トヨタは、万博会場の輸送手段として、自動運転で縦列走行するバス(IMTS)や、単独で走る通常型のバスを運行することを計画している。これらのバスには、水素を酸素と反応させて発電し、電気モーターで動く燃料電池車を採用する予定だ。IMTSについては、将来の不足が懸念される石油だけに依存しない車社会の到来をにらみ、圧縮天然ガス(CNG)を燃料とするバスも投入する。また、トヨタグループが単独館として万博に出展するパビリオンの電力も燃料電池で賄うほか、建設資材にも再利用可能な素材を用いる方針で、環境への配慮を前面に打ち出す。同日、会見した神尾隆専務は、パビリオンの出展内容を9月半ばまでに具体化するとし、「何度も来たくなるような、21世紀の車社会の夢や感動を伝えるものにしたい」と述べた。
●県国際博推進局は1日、アフリカのコートジボワール共和国が愛知万博への参加を表明したことを明らかにした。外交ルートを通しての正式表明は、これで42か国となった。
●名古屋市は1日、愛知万博のサテライト会場となる名古屋駅南の笹島地区の会場整備費が約10億円規模になることを明らかにした。市議会都市活性化特別委員会で説明した。
市によると、会場整備の事業者は、理念や発想などの独自性で競うプロポーザル(提案)方式で、今年8月−11月に募集する。名古屋駅方面から万博会場に出かける人が立ち寄り、万博の情報が得られるように万博会場へのシャトルバスの発着場を設けるほか、映画館や物販店など若者をターゲットにした娯楽施設の建設などが柱となっている。
用地は、市土地開発公社が先行取得している公有地や、日本鉄道建設公団、国際協力事業団、簡易保険福祉事業団の所有地など計12ヘクタール。このうち、短期事業(万博会期中185日間)の9ヘクタールを無償で、中期事業(10−15年)の1ヘクタールを有償で業者に貸し出す予定。また、名古屋市館総合プロデューサーを務める藤井フミヤさんの今年度(今年5月―来年3月)の業務委託費が約860万円、同館の建設・運営を担う大手広告代理店「電通」の基本計画作成費が約2500万円であることを明らかにした。
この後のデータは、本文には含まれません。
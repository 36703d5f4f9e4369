// tests/resolve.rs

//! Dependency resolution integration tests
//!
//! Universes are built from generated primary/filelists documents, the same
//! way they are loaded from a fetched cache.

mod common;

use common::*;
use repoclosure::resolver::{resolve, ResolutionRequest};
use repoclosure::{Error, Resolution, Universe};

fn universe(repos: &[(&str, Vec<PackageXml>)]) -> Universe {
    let mut builder = Universe::builder();
    for (name, packages) in repos {
        let xml = primary_xml(packages);
        builder
            .add_primary(name, &format!("{name}/primary.xml"), xml.as_bytes())
            .unwrap();
    }
    builder.build()
}

fn lines(resolution: &Resolution) -> Vec<String> {
    resolution.packages.iter().map(ToString::to_string).collect()
}

#[test]
fn test_highest_satisfying_version_wins() {
    let u = universe(&[(
        "main",
        vec![
            PackageXml::new("libfoo", "x86_64", "2.0-1")
                .requires(EntryXml::versioned("libbar", "GE", "1.5")),
            PackageXml::new("libbar", "x86_64", "1.4-1"),
            PackageXml::new("libbar", "x86_64", "1.6-1"),
        ],
    )]);

    let resolution = resolve(&u, &ResolutionRequest::new(["libfoo"])).unwrap();
    assert_eq!(lines(&resolution), vec!["libbar-1.6-1.x86_64", "libfoo-2.0-1.x86_64"]);

    let bar = resolution.get("libbar").unwrap();
    assert_eq!(bar.location.as_deref(), Some("Packages/libbar-1.6-1.x86_64.rpm"));
    assert_eq!(bar.checksum.as_ref().unwrap().algorithm, "sha256");
    assert_eq!(bar.repository, "main");
}

#[test]
fn test_upper_bound_selects_older_version() {
    let u = universe(&[(
        "main",
        vec![
            PackageXml::new("app", "noarch", "1-1")
                .requires(EntryXml::versioned("python3", "LT", "3.13")),
            PackageXml::new("python3", "x86_64", "3.12.4-1"),
            PackageXml::new("python3", "x86_64", "3.13.0-1"),
        ],
    )]);

    let resolution = resolve(&u, &ResolutionRequest::new(["app"])).unwrap();
    assert_eq!(resolution.get("python3").unwrap().version, "3.12.4");
}

#[test]
fn test_capability_and_file_providers() {
    let u = universe(&[(
        "main",
        vec![
            PackageXml::new("script", "noarch", "1-1")
                .requires(EntryXml::new("/bin/sh"))
                .requires(EntryXml::new("libz.so.1()(64bit)")),
            PackageXml::new("bash", "x86_64", "5.2-1").file("/bin/sh"),
            PackageXml::new("zlib", "x86_64", "1.3-1").provides(EntryXml::new("libz.so.1()(64bit)")),
            PackageXml::new("unrelated", "x86_64", "1-1"),
        ],
    )]);

    let resolution = resolve(&u, &ResolutionRequest::new(["script"])).unwrap();
    assert_eq!(
        resolution.names().collect::<Vec<_>>(),
        vec!["bash", "script", "zlib"]
    );
}

#[test]
fn test_file_provides_from_filelists() {
    let mut builder = Universe::builder();
    let primary = primary_xml(&[
        PackageXml::new("tool", "x86_64", "1-1").requires(EntryXml::new("/usr/libexec/helper")),
        PackageXml::new("helper", "x86_64", "2-1"),
    ]);
    builder.add_primary("main", "primary.xml", primary.as_bytes()).unwrap();
    let files: &[&str] = &["/usr/libexec/helper"];
    let filelists = filelists_xml(&[("helper", "x86_64", "2-1", files)]);
    builder.add_filelists("filelists.xml", filelists.as_bytes()).unwrap();
    let u = builder.build();

    let resolution = resolve(&u, &ResolutionRequest::new(["tool"])).unwrap();
    assert_eq!(lines(&resolution), vec!["helper-2-1.x86_64", "tool-1-1.x86_64"]);
}

#[test]
fn test_obsoleting_package_replaces_obsoleted() {
    let u = universe(&[(
        "main",
        vec![
            PackageXml::new("app", "x86_64", "1-1").requires(EntryXml::new("app-data")),
            PackageXml::new("app-data-legacy", "noarch", "1-1").provides(EntryXml::new("app-data")),
            PackageXml::new("app-data-ng", "noarch", "2-1")
                .provides(EntryXml::new("app-data"))
                .obsoletes(EntryXml::versioned("app-data-legacy", "LT", "2")),
        ],
    )]);

    let resolution = resolve(&u, &ResolutionRequest::new(["app"])).unwrap();
    assert_eq!(resolution.names().collect::<Vec<_>>(), vec!["app", "app-data-ng"]);
}

#[test]
fn test_requesting_obsoleted_package_is_unsatisfiable() {
    let u = universe(&[(
        "main",
        vec![
            PackageXml::new("old", "noarch", "1-1"),
            PackageXml::new("new", "noarch", "2-1").obsoletes(EntryXml::new("old")),
        ],
    )]);

    let err = resolve(&u, &ResolutionRequest::new(["new", "old"])).unwrap_err();
    match err {
        Error::Unsatisfiable { explanation } => {
            assert!(explanation.contains("obsoleted by new-2-1.noarch"), "{explanation}");
        }
        other => panic!("expected unsatisfiable, got {other:?}"),
    }
}

#[test]
fn test_conflicting_requirements_are_unsatisfiable() {
    let u = universe(&[(
        "main",
        vec![
            PackageXml::new("server", "x86_64", "1-1").conflicts(EntryXml::new("legacy-server")),
            PackageXml::new("legacy-server", "x86_64", "1-1"),
        ],
    )]);

    let err = resolve(&u, &ResolutionRequest::new(["server", "legacy-server"])).unwrap_err();
    assert!(matches!(err, Error::Unsatisfiable { .. }));
}

#[test]
fn test_conflict_from_dependency_is_unsatisfiable() {
    // b is the only provider of c, and b's own dependency conflicts with c
    let u = universe(&[(
        "main",
        vec![
            PackageXml::new("a", "x86_64", "1-1").requires(EntryXml::new("c")),
            PackageXml::new("b", "x86_64", "1-1")
                .provides(EntryXml::new("c"))
                .requires(EntryXml::new("d")),
            PackageXml::new("d", "x86_64", "1-1").conflicts(EntryXml::new("c")),
        ],
    )]);

    let err = resolve(&u, &ResolutionRequest::new(["a"])).unwrap_err();
    assert!(matches!(err, Error::Unsatisfiable { .. }), "{err:?}");
}

#[test]
fn test_conflict_steers_to_other_version() {
    let u = universe(&[(
        "main",
        vec![
            PackageXml::new("a", "noarch", "1-1")
                .requires(EntryXml::new("b"))
                .conflicts(EntryXml::versioned("b", "GE", "2")),
            PackageXml::new("b", "noarch", "1-1"),
            PackageXml::new("b", "noarch", "2-1"),
        ],
    )]);

    let resolution = resolve(&u, &ResolutionRequest::new(["a"])).unwrap();
    assert_eq!(resolution.get("b").unwrap().version, "1");
}

#[test]
fn test_missing_provider_names_the_requirement() {
    let u = universe(&[(
        "main",
        vec![PackageXml::new("a", "noarch", "1-1").requires(EntryXml::versioned("ghost", "GE", "3"))],
    )]);

    let err = resolve(&u, &ResolutionRequest::new(["a"])).unwrap_err();
    match err {
        Error::Unsatisfiable { explanation } => {
            assert!(explanation.contains("nothing provides ghost >= 3"), "{explanation}");
        }
        other => panic!("expected unsatisfiable, got {other:?}"),
    }
}

#[test]
fn test_unknown_package() {
    let u = universe(&[("main", vec![PackageXml::new("a", "noarch", "1-1")])]);
    let err = resolve(&u, &ResolutionRequest::new(["a", "missing"])).unwrap_err();
    assert!(matches!(err, Error::UnknownPackage(name) if name == "missing"));
}

#[test]
fn test_duplicate_requests_resolve_once() {
    let u = universe(&[("main", vec![PackageXml::new("a", "noarch", "1-1")])]);
    let resolution = resolve(&u, &ResolutionRequest::new(["a", "a", "a"])).unwrap();
    assert_eq!(resolution.len(), 1);
}

#[test]
fn test_rich_or_dependency() {
    let u = universe(&[(
        "main",
        vec![
            PackageXml::new("web", "noarch", "1-1").requires(EntryXml::new("(nginx or httpd)")),
            PackageXml::new("httpd", "x86_64", "2.4-1"),
        ],
    )]);

    let resolution = resolve(&u, &ResolutionRequest::new(["web"])).unwrap();
    assert_eq!(resolution.names().collect::<Vec<_>>(), vec!["httpd", "web"]);
}

#[test]
fn test_rich_and_dependency() {
    let u = universe(&[(
        "main",
        vec![
            PackageXml::new("suite", "noarch", "1-1")
                .requires(EntryXml::new("(tool-a and tool-b >= 2)")),
            PackageXml::new("tool-a", "noarch", "1-1"),
            PackageXml::new("tool-b", "noarch", "1-1"),
            PackageXml::new("tool-b", "noarch", "2-1"),
        ],
    )]);

    let resolution = resolve(&u, &ResolutionRequest::new(["suite"])).unwrap();
    assert_eq!(lines(&resolution), vec![
        "suite-1-1.noarch",
        "tool-a-1-1.noarch",
        "tool-b-2-1.noarch",
    ]);
}

#[test]
fn test_conditional_rich_dependency_is_ignored() {
    let u = universe(&[(
        "main",
        vec![PackageXml::new("plugin", "noarch", "1-1")
            .requires(EntryXml::new("(plugin-gnome if gnome-shell)"))],
    )]);

    let resolution = resolve(&u, &ResolutionRequest::new(["plugin"])).unwrap();
    assert_eq!(resolution.len(), 1);
}

#[test]
fn test_locale_selects_matching_langpack() {
    let packages = vec![
        PackageXml::new("glibc", "x86_64", "2.39-1").requires(EntryXml::new("glibc-langpack")),
        PackageXml::new("glibc-langpack-de", "x86_64", "2.39-1").provides(EntryXml::new("glibc-langpack")),
        PackageXml::new("glibc-langpack-en", "x86_64", "2.39-1").provides(EntryXml::new("glibc-langpack")),
    ];
    let u = universe(&[("main", packages)]);

    let en = resolve(&u, &ResolutionRequest::new(["glibc"])).unwrap();
    assert_eq!(en.names().collect::<Vec<_>>(), vec!["glibc", "glibc-langpack-en"]);

    let de = resolve(&u, &ResolutionRequest::new(["glibc"]).with_locale("de_DE.UTF-8")).unwrap();
    assert_eq!(de.names().collect::<Vec<_>>(), vec!["glibc", "glibc-langpack-de"]);
}

#[test]
fn test_requirement_only_foreign_locales_provide_is_dropped() {
    let u = universe(&[(
        "main",
        vec![
            PackageXml::new("docs", "noarch", "1-1").requires(EntryXml::new("docs-langpack-fr")),
            PackageXml::new("docs-langpack-fr", "noarch", "1-1"),
        ],
    )]);

    let resolution = resolve(&u, &ResolutionRequest::new(["docs"])).unwrap();
    assert_eq!(resolution.names().collect::<Vec<_>>(), vec!["docs"]);
}

#[test]
fn test_arch_filter() {
    let u = universe(&[(
        "main",
        vec![
            PackageXml::new("lib", "i686", "2-1"),
            PackageXml::new("lib", "x86_64", "1-1"),
            PackageXml::new("lib", "src", "3-1"),
        ],
    )]);

    let x86_64 = resolve(&u, &ResolutionRequest::new(["lib"]).with_arches(["x86_64"])).unwrap();
    assert_eq!(lines(&x86_64), vec!["lib-1-1.x86_64"]);

    let any = resolve(&u, &ResolutionRequest::new(["lib"])).unwrap();
    assert_eq!(lines(&any), vec!["lib-2-1.i686"]);

    let err = resolve(&u, &ResolutionRequest::new(["lib"]).with_arches(["aarch64"])).unwrap_err();
    assert!(matches!(err, Error::UnknownPackage(_)));
}

#[test]
fn test_primary_arch_preferred_over_other_multilib_arch() {
    let u = universe(&[(
        "main",
        vec![
            PackageXml::new("glibc", "i686", "2.39-1"),
            PackageXml::new("glibc", "x86_64", "2.39-1"),
            PackageXml::new("app", "x86_64", "1-1").requires(EntryXml::new("glibc")),
        ],
    )]);

    let resolution = resolve(&u, &ResolutionRequest::new(["glibc"])).unwrap();
    assert_eq!(lines(&resolution), vec!["glibc-2.39-1.x86_64"]);

    let resolution = resolve(&u, &ResolutionRequest::new(["app"])).unwrap();
    assert_eq!(lines(&resolution), vec!["app-1-1.x86_64", "glibc-2.39-1.x86_64"]);

    let request = ResolutionRequest::new(["glibc"]).with_arches(["i686", "x86_64"]);
    assert_eq!(lines(&resolve(&u, &request).unwrap()), vec!["glibc-2.39-1.i686"]);
}

#[test]
fn test_unreachable_obsoleter_excludes_nothing() {
    // n replaces l, so m (needed only by l) never joins and cannot obsolete q
    let u = universe(&[(
        "main",
        vec![
            PackageXml::new("r", "x86_64", "1-1")
                .requires(EntryXml::new("x"))
                .requires(EntryXml::new("q")),
            PackageXml::new("l", "x86_64", "1-1")
                .provides(EntryXml::new("x"))
                .requires(EntryXml::new("m")),
            PackageXml::new("n", "x86_64", "1-1")
                .provides(EntryXml::new("x"))
                .obsoletes(EntryXml::new("l")),
            PackageXml::new("m", "x86_64", "1-1").obsoletes(EntryXml::new("q")),
            PackageXml::new("q", "x86_64", "1-1"),
        ],
    )]);

    let resolution = resolve(&u, &ResolutionRequest::new(["r"])).unwrap();
    assert_eq!(
        lines(&resolution),
        vec!["n-1-1.x86_64", "q-1-1.x86_64", "r-1-1.x86_64"]
    );
}

#[test]
fn test_first_repository_wins_on_duplicates() {
    let u = universe(&[
        ("fedora", vec![PackageXml::new("a", "noarch", "1-1")]),
        ("updates", vec![PackageXml::new("a", "noarch", "1-1")]),
    ]);
    assert_eq!(u.len(), 1);

    let resolution = resolve(&u, &ResolutionRequest::new(["a"])).unwrap();
    assert_eq!(resolution.get("a").unwrap().repository, "fedora");
}

#[test]
fn test_epoch_beats_version() {
    let u = universe(&[(
        "main",
        vec![
            PackageXml::new("tz", "noarch", "1:2020a-1"),
            PackageXml::new("tz", "noarch", "2024b-1"),
        ],
    )]);

    let resolution = resolve(&u, &ResolutionRequest::new(["tz"])).unwrap();
    assert_eq!(lines(&resolution), vec!["tz-1:2020a-1.noarch"]);
}

#[test]
fn test_resolution_is_deterministic() {
    let build = || {
        universe(&[
            (
                "main",
                vec![
                    PackageXml::new("top", "noarch", "1-1")
                        .requires(EntryXml::new("mail-transport"))
                        .requires(EntryXml::new("libc")),
                    PackageXml::new("postfix", "x86_64", "3-1").provides(EntryXml::new("mail-transport")),
                    PackageXml::new("exim", "x86_64", "4-1").provides(EntryXml::new("mail-transport")),
                    PackageXml::new("glibc", "x86_64", "2.39-1").provides(EntryXml::new("libc")),
                ],
            ),
            ("extra", vec![PackageXml::new("sendmail", "x86_64", "8-1").provides(EntryXml::new("mail-transport"))]),
        ])
    };

    let first = resolve(&build(), &ResolutionRequest::new(["top"])).unwrap();
    for _ in 0..5 {
        let again = resolve(&build(), &ResolutionRequest::new(["top"])).unwrap();
        assert_eq!(first, again);
    }
    assert_eq!(first.len(), 3);
    assert_eq!(
        first.to_json().unwrap(),
        resolve(&build(), &ResolutionRequest::new(["top"])).unwrap().to_json().unwrap()
    );
}

#[test]
fn test_json_output() {
    let u = universe(&[("main", vec![PackageXml::new("a", "noarch", "1:1.0-2")])]);
    let resolution = resolve(&u, &ResolutionRequest::new(["a"])).unwrap();

    let value: serde_json::Value = serde_json::from_str(&resolution.to_json().unwrap()).unwrap();
    let package = &value["packages"][0];
    assert_eq!(package["name"], "a");
    assert_eq!(package["epoch"], 1);
    assert_eq!(package["version"], "1.0");
    assert_eq!(package["release"], "2");
    assert_eq!(package["location"], "Packages/a-1.0-2.noarch.rpm");
    assert_eq!(package["repository"], "main");
}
●トヨタ自動車やデンソー、NECなどが中心となって今秋設立されるインターネットITS(高度道路交通システム)協議会が、愛知万博が開かれる05年に、名古屋市内で15万台規模の大掛かりなインターネットITS実証実験の実施を検討していることが3日、分かった。
●国土交通省中部地方整備局は、愛知万博の開催を機に、名古屋・栄の繁華街の本格的な景観整備に乗り出す。万博テーマの環境という視点も盛り込む。第一弾は万博会場への主要ルート、国道19号と22号の交差点の日銀前歩道橋の再整備で、同局は2003、04年度に総額計2億−3億円の予算を計上する方針。
●県監査委員会は、万博中止の会が提出した、青少年公園管理棟取壊費用の支出は違法との監査請求を、「そのままの使用では耐震対策やバリアフリーかで多額の費用が必要」で違法・不当とは認められないと棄却した。
●愛知県は愛知万博に出展する県パビリオンの総事業費を建設費約20億円、展示約20億円の計約40億円とする方針を決めた。
パビリオンは愛知青少年公園、海上の森の2会場にそれぞれ開設し、敷地は各約3000平方メートル。青少年公園会場は総合プロデューサーの山根一真さんが提唱する「環業革命の力」をテーマに、モノづくりの歴史と環境とのかかわりをからくり人形で紹介する。 海上の森会場では、自然の営みを前面に打ち出した「森の鼓動と呼吸」がテーマ。森に響くさまざまな自然の音を使って音楽に仕立てる「森のカンタータ(交声曲)」などを展示する。
愛知県は展示大枠を先月下旬に公表、9月には外観デザイン、本年度内に詳細な展示や映像の内容を練り上げる予定。約40億の事業費には催事関連費は盛り込んでいないが、国際博覧会のパビリオンの事業費としては平均的とされる。県幹部は「県財政が厳しい中、当初の予定通りの金額を盛り込むことができた」としている。